» Work request
Take the records below and retype them line by line, from the first line through the one containing "filename src/main.rs"; stop there.

Collected data:
= = = = =

//! Forgiving deserializers for hand-edited content.

use serde::{Deserialize, Deserializer, de::Error};
use serde_json::Value;

/// Read a scalar as text: strings as-is, numbers and booleans in their JSON
/// spelling, `null` as empty.
pub fn text<'de, D>(deserializer: D) -> Result<String, D::Error>
where
    D: Deserializer<'de>,
{
    match Value::deserialize(deserializer)? {
        Value::Null => Ok(String::new()),
        Value::String(s) => Ok(s),
        Value::Number(n) => Ok(n.to_string()),
        Value::Bool(b) => Ok(b.to_string()),
        other => Err(D::Error::custom(format!("expected text, found `{other}`"))),
    }
}

#[cfg(test)]
mod tests {
    use serde::Deserialize;

    #[derive(Deserialize)]
    struct Probe {
        #[serde(default, deserialize_with = "super::text")]
        value: String,
    }

    fn probe(json: &str) -> Result<String, serde_json::Error> {
        serde_json::from_str::<Probe>(json).map(|p| p.value)
    }

    #[test]
    fn test_text_accepts_scalars() {
        assert_eq!(probe(r#"{"value": "x"}"#).unwrap(), "x");
        assert_eq!(probe(r#"{"value": 12.5}"#).unwrap(), "12.5");
        assert_eq!(probe(r#"{"value": true}"#).unwrap(), "true");
        assert_eq!(probe(r#"{"value": null}"#).unwrap(), "");
        assert_eq!(probe(r#"{}"#).unwrap(), "");
    }

    #[test]
    fn test_text_rejects_containers() {
        assert!(probe(r#"{"value": [1]}"#).is_err());
        assert!(probe(r#"{"value": {"a": 1}}"#).is_err());
    }
}
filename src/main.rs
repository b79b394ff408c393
//! Enju - renders, serves and edits a content-managed tourism site.

mod admin;
mod build;
mod cli;
mod client;
mod config;
mod content;
mod editor;
mod init;
mod logger;
mod render;
mod serve;
mod utils;

use anyhow::{Result, bail};
use build::build_site;
use clap::Parser;
use cli::{Cli, Commands};
use config::SiteConfig;
use init::new_site;
use logger::{Toast, toast};
use serve::serve_site;
use std::path::Path;

fn main() -> Result<()> {
    let cli: &'static Cli = Box::leak(Box::new(Cli::parse()));
    let config: &'static SiteConfig = Box::leak(Box::new(load_config(cli)?));

    match &cli.command {
        Commands::Init { name } => new_site(config, name.is_some()),
        Commands::Build { .. } => build_site(config),
        Commands::Serve { .. } => serve_site(config),
        Commands::Login { username, password } => admin::login(config, username, password),
        Commands::Logout => admin::logout(config),
        Commands::Status => admin::status(config),
        Commands::Admin { command } => {
            if let Err(err) = admin::run(command, config) {
                toast(Toast::Error, &format!("{err:#}"));
                std::process::exit(1);
            }
            Ok(())
        }
    }
}

/// Load and validate configuration from CLI arguments
fn load_config(cli: &'static Cli) -> Result<SiteConfig> {
    let root = cli.root.as_deref().unwrap_or(Path::new("./"));
    let root = match &cli.command {
        Commands::Init { name: Some(name) } => root.join(name),
        _ => root.to_path_buf(),
    };
    let config_path = root.join(&cli.config);

    let mut config = if config_path.exists() && !cli.is_init() {
        SiteConfig::from_path(&config_path)?
    } else {
        SiteConfig::default()
    };
    config.update_with_cli(cli);

    // Validate config state based on command
    let config_exists = config.config_path.exists();
    match (cli.is_init(), config_exists) {
        (true, true) => {
            bail!("Config file already exists. Remove it manually or init in a different path.")
        }
        (false, false) => bail!("Config file not found."),
        _ => {}
    }

    if !cli.is_init() {
        config.validate()?;
    }

    Ok(config)
}
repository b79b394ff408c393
//! Persisted client state: a flat JSON object of string keys to string values.
//!
//! The admin bearer token lives under [`AUTH_KEY`]. A missing file and a
//! missing key both mean "logged out".

use super::ClientError;
use std::{
    collections::BTreeMap,
    fs,
    io::{self, Write},
    path::PathBuf,
};

/// Key of the bearer token.
pub const AUTH_KEY: &str = "enju_token";

#[derive(Debug, Clone)]
pub struct StateFile {
    path: PathBuf,
}

impl StateFile {
    pub fn new(path: impl Into<PathBuf>) -> Self {
        Self { path: path.into() }
    }

    pub fn get(&self, key: &str) -> Result<Option<String>, ClientError> {
        Ok(self.read_all()?.remove(key))
    }

    pub fn set(&self, key: &str, value: &str) -> Result<(), ClientError> {
        let mut entries = self.read_all()?;
        entries.insert(key.to_owned(), value.to_owned());
        self.write_all(&entries)
    }

    /// Remove a key. Returns whether it was present.
    pub fn remove(&self, key: &str) -> Result<bool, ClientError> {
        let mut entries = self.read_all()?;
        let existed = entries.remove(key).is_some();
        if existed {
            self.write_all(&entries)?;
        }
        Ok(existed)
    }

    fn read_all(&self) -> Result<BTreeMap<String, String>, ClientError> {
        let text = match fs::read_to_string(&self.path) {
            Ok(text) => text,
            Err(err) if err.kind() == io::ErrorKind::NotFound => return Ok(BTreeMap::new()),
            Err(err) => return Err(self.error(err)),
        };
        if text.trim().is_empty() {
            return Ok(BTreeMap::new());
        }
        serde_json::from_str(&text)
            .map_err(|err| self.error(io::Error::new(io::ErrorKind::InvalidData, err)))
    }

    fn write_all(&self, entries: &BTreeMap<String, String>) -> Result<(), ClientError> {
        if let Some(parent) = self.path.parent() {
            fs::create_dir_all(parent).map_err(|err| self.error(err))?;
        }
        let text = serde_json::to_string_pretty(entries)
            .map_err(|err| self.error(io::Error::new(io::ErrorKind::InvalidData, err)))?;

        // The token must stay readable by the owner only
        let mut options = fs::OpenOptions::new();
        options.write(true).create(true).truncate(true);
        #[cfg(unix)]
        std::os::unix::fs::OpenOptionsExt::mode(&mut options, 0o600);
        let mut file = options.open(&self.path).map_err(|err| self.error(err))?;
        #[cfg(unix)]
        {
            // The mode above only applies to newly created files
            use std::os::unix::fs::PermissionsExt;
            file.set_permissions(fs::Permissions::from_mode(0o600))
                .map_err(|err| self.error(err))?;
        }
        file.write_all(text.as_bytes()).map_err(|err| self.error(err))
    }

    fn error(&self, err: io::Error) -> ClientError {
        ClientError::State(self.path.clone(), err)
    }
}
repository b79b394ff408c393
//! Configuration error types.

use std::path::PathBuf;
use thiserror::Error;

/// Configuration-related errors
#[derive(Debug, Error)]
pub enum ConfigError {
    #[error("IO error when reading `{0}`")]
    Io(PathBuf, #[source] std::io::Error),

    #[error("Config file parsing error")]
    Toml(#[from] toml::de::Error),

    #[error("Config validation error: {0}")]
    Validation(String),
}
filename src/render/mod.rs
//! Public page renderer.
//!
//! Pages are pure functions of a [`Document`](crate::content::Document):
//! `render_page` builds a [`markup::Element`] tree and [`render_html`]
//! serializes it with every piece of content text escaped.

pub mod markup;
mod page;
pub mod sections;

pub use page::{Page, RenderOptions, package_id_from_query, render_html};
pub use sections::DetailLinks;
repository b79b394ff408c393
//! Form fields of the admin editor and their document bindings.
//!
//! Every editable scalar has a field id such as `hero-title`. The binding table
//! maps each id to its section and to a getter/setter pair on [`Document`].

use crate::content::{Document, SectionName};
use std::collections::BTreeMap;

/// One editable field bound to a document path.
#[derive(Clone, Copy)]
pub struct FieldSpec {
    pub id: &'static str,
    pub section: SectionName,
    get: fn(&Document) -> Option<&str>,
    set: fn(&mut Document, String),
}

impl FieldSpec {
    /// Current value, `None` when the section is absent.
    pub fn get<'a>(&self, document: &'a Document) -> Option<&'a str> {
        (self.get)(document)
    }

    /// Write `value`; a no-op when the section is absent.
    pub fn set(&self, document: &mut Document, value: String) {
        (self.set)(document, value)
    }
}

impl std::fmt::Debug for FieldSpec {
    fn fmt(&self, f: &mut std::fmt::Formatter<'_>) -> std::fmt::Result {
        f.debug_struct("FieldSpec")
            .field("id", &self.id)
            .field("section", &self.section)
            .finish()
    }
}

macro_rules! field_table {
    ($($id:literal => $variant:ident($section:ident $(. $path:ident)+)),* $(,)?) => {
        /// Every editable field, grouped by section in editor order.
        pub const FIELDS: &[FieldSpec] = &[
            $(FieldSpec {
                id: $id,
                section: SectionName::$variant,
                get: |doc| doc.$section.as_ref().map(|s| s $(.$path)+ .as_str()),
                set: |doc, value| {
                    if let Some(s) = doc.$section.as_mut() {
                        s $(.$path)+ = value;
                    }
                },
            }),*
        ];
    };
}

field_table! {
    "hero-tagline" => Hero(hero.tagline),
    "hero-title" => Hero(hero.title),
    "hero-titleHighlight" => Hero(hero.title_highlight),
    "hero-titleSuffix" => Hero(hero.title_suffix),
    "hero-description" => Hero(hero.description),
    "hero-image" => Hero(hero.main_image),
    "gallery-title" => Gallery(gallery.title),
    "gallery-subtitle" => Gallery(gallery.subtitle),
    "packages-title" => Packages(packages.title),
    "packages-subtitle" => Packages(packages.subtitle),
    "about-title" => About(about.title),
    "about-subtitle" => About(about.subtitle),
    "about-text" => About(about.text),
    "about-image" => About(about.image),
    "header-logo" => Header(header.logo.image),
    "header-logo-text" => Header(header.logo.text),
    "header-logo-subtext" => Header(header.logo.subtext),
    "header-bookButton" => Header(header.book_button),
    "footer-logo" => Footer(footer.logo),
    "footer-description" => Footer(footer.description),
    "footer-instagram" => Footer(footer.social.instagram),
    "footer-facebook" => Footer(footer.social.facebook),
    "footer-whatsapp" => Footer(footer.social.whatsapp),
    "footer-copyright" => Footer(footer.copyright),
}

pub fn lookup(id: &str) -> Option<&'static FieldSpec> {
    FIELDS.iter().find(|spec| spec.id == id)
}

pub fn fields_of(section: SectionName) -> impl Iterator<Item = &'static FieldSpec> {
    FIELDS.iter().filter(move |spec| spec.section == section)
}

/// Values of the populated fields.
///
/// A field is populated once its section has been selected while present in
/// the document. Fields of sections never selected are not part of the form and
/// are never written back.
#[derive(Debug, Default)]
pub struct Form {
    values: BTreeMap<&'static str, String>,
}

impl Form {
    /// Copy a section's fields from the document (document → form).
    pub fn populate(&mut self, document: &Document, section: SectionName) {
        for spec in fields_of(section) {
            if let Some(value) = spec.get(document) {
                self.values.insert(spec.id, value.to_owned());
            }
        }
    }

    /// Write every populated field back (form → document).
    pub fn collect(&self, document: &mut Document) {
        for (id, value) in &self.values {
            if let Some(spec) = lookup(id) {
                spec.set(document, value.clone());
            }
        }
    }

    pub fn get(&self, id: &str) -> Option<&str> {
        self.values.get(id).map(String::as_str)
    }

    /// Replace a populated field; returns `false` when `id` is not populated.
    pub fn set(&mut self, id: &str, value: String) -> bool {
        match self.values.get_mut(id) {
            Some(slot) => {
                *slot = value;
                true
            }
            None => false,
        }
    }

    #[cfg(test)]
    pub fn is_populated(&self, id: &str) -> bool {
        self.values.contains_key(id)
    }
}

#[cfg(test)]
mod tests {
    use super::*;
    use std::collections::HashSet;

    fn sample() -> Document {
        Document::from_json(include_str!("../embed/content-data.json")).unwrap()
    }

    #[test]
    fn test_field_ids_are_unique() {
        let ids: HashSet<_> = FIELDS.iter().map(|spec| spec.id).collect();
        assert_eq!(ids.len(), FIELDS.len());
        assert_eq!(FIELDS.len(), 24);
    }

    #[test]
    fn test_every_section_has_fields() {
        for section in SectionName::ALL {
            assert!(fields_of(section).next().is_some(), "{section} has no fields");
        }
    }

    #[test]
    fn test_getters_read_document_paths() {
        let doc = sample();
        let hero = doc.hero.as_ref().unwrap();
        let footer = doc.footer.as_ref().unwrap();

        assert_eq!(lookup("hero-titleHighlight").unwrap().get(&doc), Some(hero.title_highlight.as_str()));
        assert_eq!(lookup("hero-image").unwrap().get(&doc), Some(hero.main_image.as_str()));
        assert_eq!(
            lookup("footer-instagram").unwrap().get(&doc),
            Some(footer.social.instagram.as_str())
        );
        assert_eq!(
            lookup("header-logo-subtext").unwrap().get(&doc),
            Some(doc.header.as_ref().unwrap().logo.subtext.as_str())
        );
    }

    #[test]
    fn test_getter_on_absent_section() {
        let doc = Document::default();
        assert_eq!(lookup("about-title").unwrap().get(&doc), None);
    }

    #[test]
    fn test_setter_on_absent_section_is_noop() {
        let mut doc = Document::default();
        lookup("about-title").unwrap().set(&mut doc, "x".into());
        assert_eq!(doc, Document::default());
    }

    #[test]
    fn test_collect_populate_fixed_point() {
        let original = sample();
        let mut form = Form::default();
        for section in SectionName::ALL {
            form.populate(&original, section);
        }
        assert!(FIELDS.iter().all(|spec| form.is_populated(spec.id)));

        let mut collected = original.clone();
        form.collect(&mut collected);
        assert_eq!(collected, original);
    }

    #[test]
    fn test_set_requires_populated_field() {
        let doc = sample();
        let mut form = Form::default();
        assert!(!form.set("hero-title", "x".into()));

        form.populate(&doc, SectionName::Hero);
        assert!(form.set("hero-title", "Novo".into()));
        assert_eq!(form.get("hero-title"), Some("Novo"));
        assert!(!form.is_populated("footer-logo"));
    }

    #[test]
    fn test_collect_writes_only_populated_sections() {
        let mut doc = sample();
        let mut form = Form::default();
        form.populate(&doc, SectionName::Gallery);
        form.set("gallery-title", "Fotos".into());

        let footer_before = doc.footer.clone();
        form.collect(&mut doc);

        assert_eq!(doc.gallery.unwrap().title, "Fotos");
        assert_eq!(doc.footer, footer_before);
    }
}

= = = = =

» Reply to the exercise
//! Forgiving deserializers for hand-edited content.

use serde::{Deserialize, Deserializer, de::Error};
use serde_json::Value;

/// Read a scalar as text: strings as-is, numbers and booleans in their JSON
/// spelling, `null` as empty.
pub fn text<'de, D>(deserializer: D) -> Result<String, D::Error>
where
    D: Deserializer<'de>,
{
    match Value::deserialize(deserializer)? {
        Value::Null => Ok(String::new()),
        Value::String(s) => Ok(s),
        Value::Number(n) => Ok(n.to_string()),
        Value::Bool(b) => Ok(b.to_string()),
        other => Err(D::Error::custom(format!("expected text, found `{other}`"))),
    }
}

#[cfg(test)]
mod tests {
    use serde::Deserialize;

    #[derive(Deserialize)]
    struct Probe {
        #[serde(default, deserialize_with = "super::text")]
        value: String,
    }

    fn probe(json: &str) -> Result<String, serde_json::Error> {
        serde_json::from_str::<Probe>(json).map(|p| p.value)
    }

    #[test]
    fn test_text_accepts_scalars() {
        assert_eq!(probe(r#"{"value": "x"}"#).unwrap(), "x");
        assert_eq!(probe(r#"{"value": 12.5}"#).unwrap(), "12.5");
        assert_eq!(probe(r#"{"value": true}"#).unwrap(), "true");
        assert_eq!(probe(r#"{"value": null}"#).unwrap(), "");
        assert_eq!(probe(r#"{}"#).unwrap(), "");
    }

    #[test]
    fn test_text_rejects_containers() {
        assert!(probe(r#"{"value": [1]}"#).is_err());
        assert!(probe(r#"{"value": {"a": 1}}"#).is_err());
    }
}
filename src/main.rs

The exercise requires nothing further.